USCCB to Trump: You can’t fire me; I quit

By Phil Lawler ( bio - articles - email ) | Apr 08, 2025

Responding to the Trump administration’s drastic curb on refugee-resettlement programs, the US Conference of Catholic Bishops (USCCB) has announced its decision “not to renew the cooperative agreements with the federal government related to children’s services and refugee support.”

Excuse me? Did I miss something? The federal government has withdrawn funding, and so the USCCB has decided not to run the programs that Uncle Sam had subsidized? In effect, then, the USCCB’s message to the White House is a variation on an old theme: “You can’t fire me; I quit.”

Archbishop Timothy Broglio, the USCCB president, said that the decision to end these programs was “heartbreaking.” But the bishops really didn’t have to make a choice at all; the decision had been made for them. Anthony Granado, a spokesman for the USCCB, was candid enough to tell the National Catholic Reporter: “It is clear that the government has decided that it wishes to go about doing this in a different way that doesn’t include us, and so we were kind of forced into this position.”

”Over the years, partnerships with the federal government helped expand lifesaving programs,” Archbishop Broglio said. But it might be more accurate to speak of contracts with the federal government rather than partnerships. Uncle Sam provided the funding (and was particularly generous during the Biden years); the USCCB carried out the programs.

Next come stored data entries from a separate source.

use serde::Serialize;

use super::GenreLabel;

pub const NO_NEW_GENRES_MESSAGE: &str = "No new genres to recommend";

/// A candidate genre with its fused ranking score
#[derive(Debug, Clone, PartialEq)]
pub struct ScoredCandidate {
    pub genre: GenreLabel,
    pub score: f64,
}

/// Outcome of a recommendation request
#[derive(Debug, Clone, PartialEq, Serialize)]
#[serde(untagged)]
pub enum GenreRecommendation {
    /// Undiscovered genres, highest score first
    Recommended {
        #[serde(rename = "genreRecommendation")]
        genres: Vec<GenreLabel>,
    },
    /// Ranking produced no candidates
    NoNewGenres { message: String },
}

impl GenreRecommendation {
    pub fn no_new_genres() -> Self {
        Self::NoNewGenres {
            message: NO_NEW_GENRES_MESSAGE.to_string(),
        }
    }

    pub fn genres(&self) -> &[GenreLabel] {
        match self {
            Self::Recommended { genres } => genres,
            Self::NoNewGenres { .. } => &[],
        }
    }
}

impl From<Vec<GenreLabel>> for GenreRecommendation {
    fn from(genres: Vec<GenreLabel>) -> Self {
        if genres.is_empty() {
            Self::no_new_genres()
        } else {
            Self::Recommended { genres }
        }
    }
}
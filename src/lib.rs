pub mod api;
pub mod config;
pub mod error;
pub mod middleware;
pub mod models;
pub mod services;
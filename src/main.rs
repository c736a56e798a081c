use anyhow::Context;
use tracing_subscriber::{layer::SubscriberExt, util::SubscriberInitExt, EnvFilter};

use genre_compass::{
    api::{create_router, AppState},
    config::Config,
    models::GenreCatalog,
};

#[tokio::main]
async fn main() -> anyhow::Result<()> {
    let env_filter = EnvFilter::try_from_default_env().unwrap_or_else(|_| EnvFilter::new("info"));
    tracing_subscriber::registry()
        .with(env_filter)
        .with(tracing_subscriber::fmt::layer())
        .init();

    let config = Config::from_env()?;

    // Catalog and hierarchy are built once and shared read-only
    let catalog = GenreCatalog::load(&config.catalog_path)
        .with_context(|| format!("Failed to load genre catalog from {}", config.catalog_path))?;
    let state = AppState::new(catalog, &config).context("Failed to initialize application state")?;

    let app = create_router(state);

    let address = config.bind_address();
    let listener = tokio::net::TcpListener::bind(&address)
        .await
        .with_context(|| format!("Failed to bind {}", address))?;
    tracing::info!(address = %address, "Server running");

    axum::serve(listener, app).await?;

    Ok(())
}
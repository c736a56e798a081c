pub mod catalog;
pub mod profile;
pub mod recommendation;

/// Immutable string identifying a genre, e.g. `"dream-pop"`
pub type GenreLabel = String;

pub use catalog::GenreCatalog;
pub use profile::{ArtistListeningRecord, UserProfile};
pub use recommendation::{GenreRecommendation, ScoredCandidate, NO_NEW_GENRES_MESSAGE};
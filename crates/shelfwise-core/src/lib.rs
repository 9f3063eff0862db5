//! # Shelfwise Core
//!
//! Runtime-free logic for Shelfwise's AI recommendation stream: request
//! sanitizing, keyword extraction, wildcard catalog search, the SSE
//! codec, the stream protocol, the client-side reducer, and rate
//! limiting.
//!
//! This crate contains no tokio, sqlx, or HTTP client. Storage and the
//! LLM are reached through the [`catalog::Catalog`] and
//! [`completion::CompletionProvider`] traits.

pub mod catalog;
pub mod completion;
pub mod consumer;
pub mod error;
pub mod keywords;
pub mod models;
pub mod patterns;
pub mod pipeline;
pub mod prompts;
pub mod protocol;
pub mod rate_limit;
pub mod retrieval;
pub mod sanitize;
pub mod sse;

pub use error::RecommendError;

Oh, it’s true that the government did not cover all of the program costs. The USCCB actually reported operating losses on the refugee-resettlement contracts, with donations from the faithful making up the difference. But the government was providing the lion’s share of the funding, and without that income the programs were unsustainable. Archbishop Broglio conceded: “As a national effort, we simply cannot sustain the work on our own at current levels or in current form.”

So yesterday the USCCB announced that it was ending the “partnership” with the federal government—several weeks after the Trump administration had already pulled the plug. The truth is explicit in the announcement itself: “This difficult decision follows the suspension by the government of our cooperative agreements to resettle refugees.”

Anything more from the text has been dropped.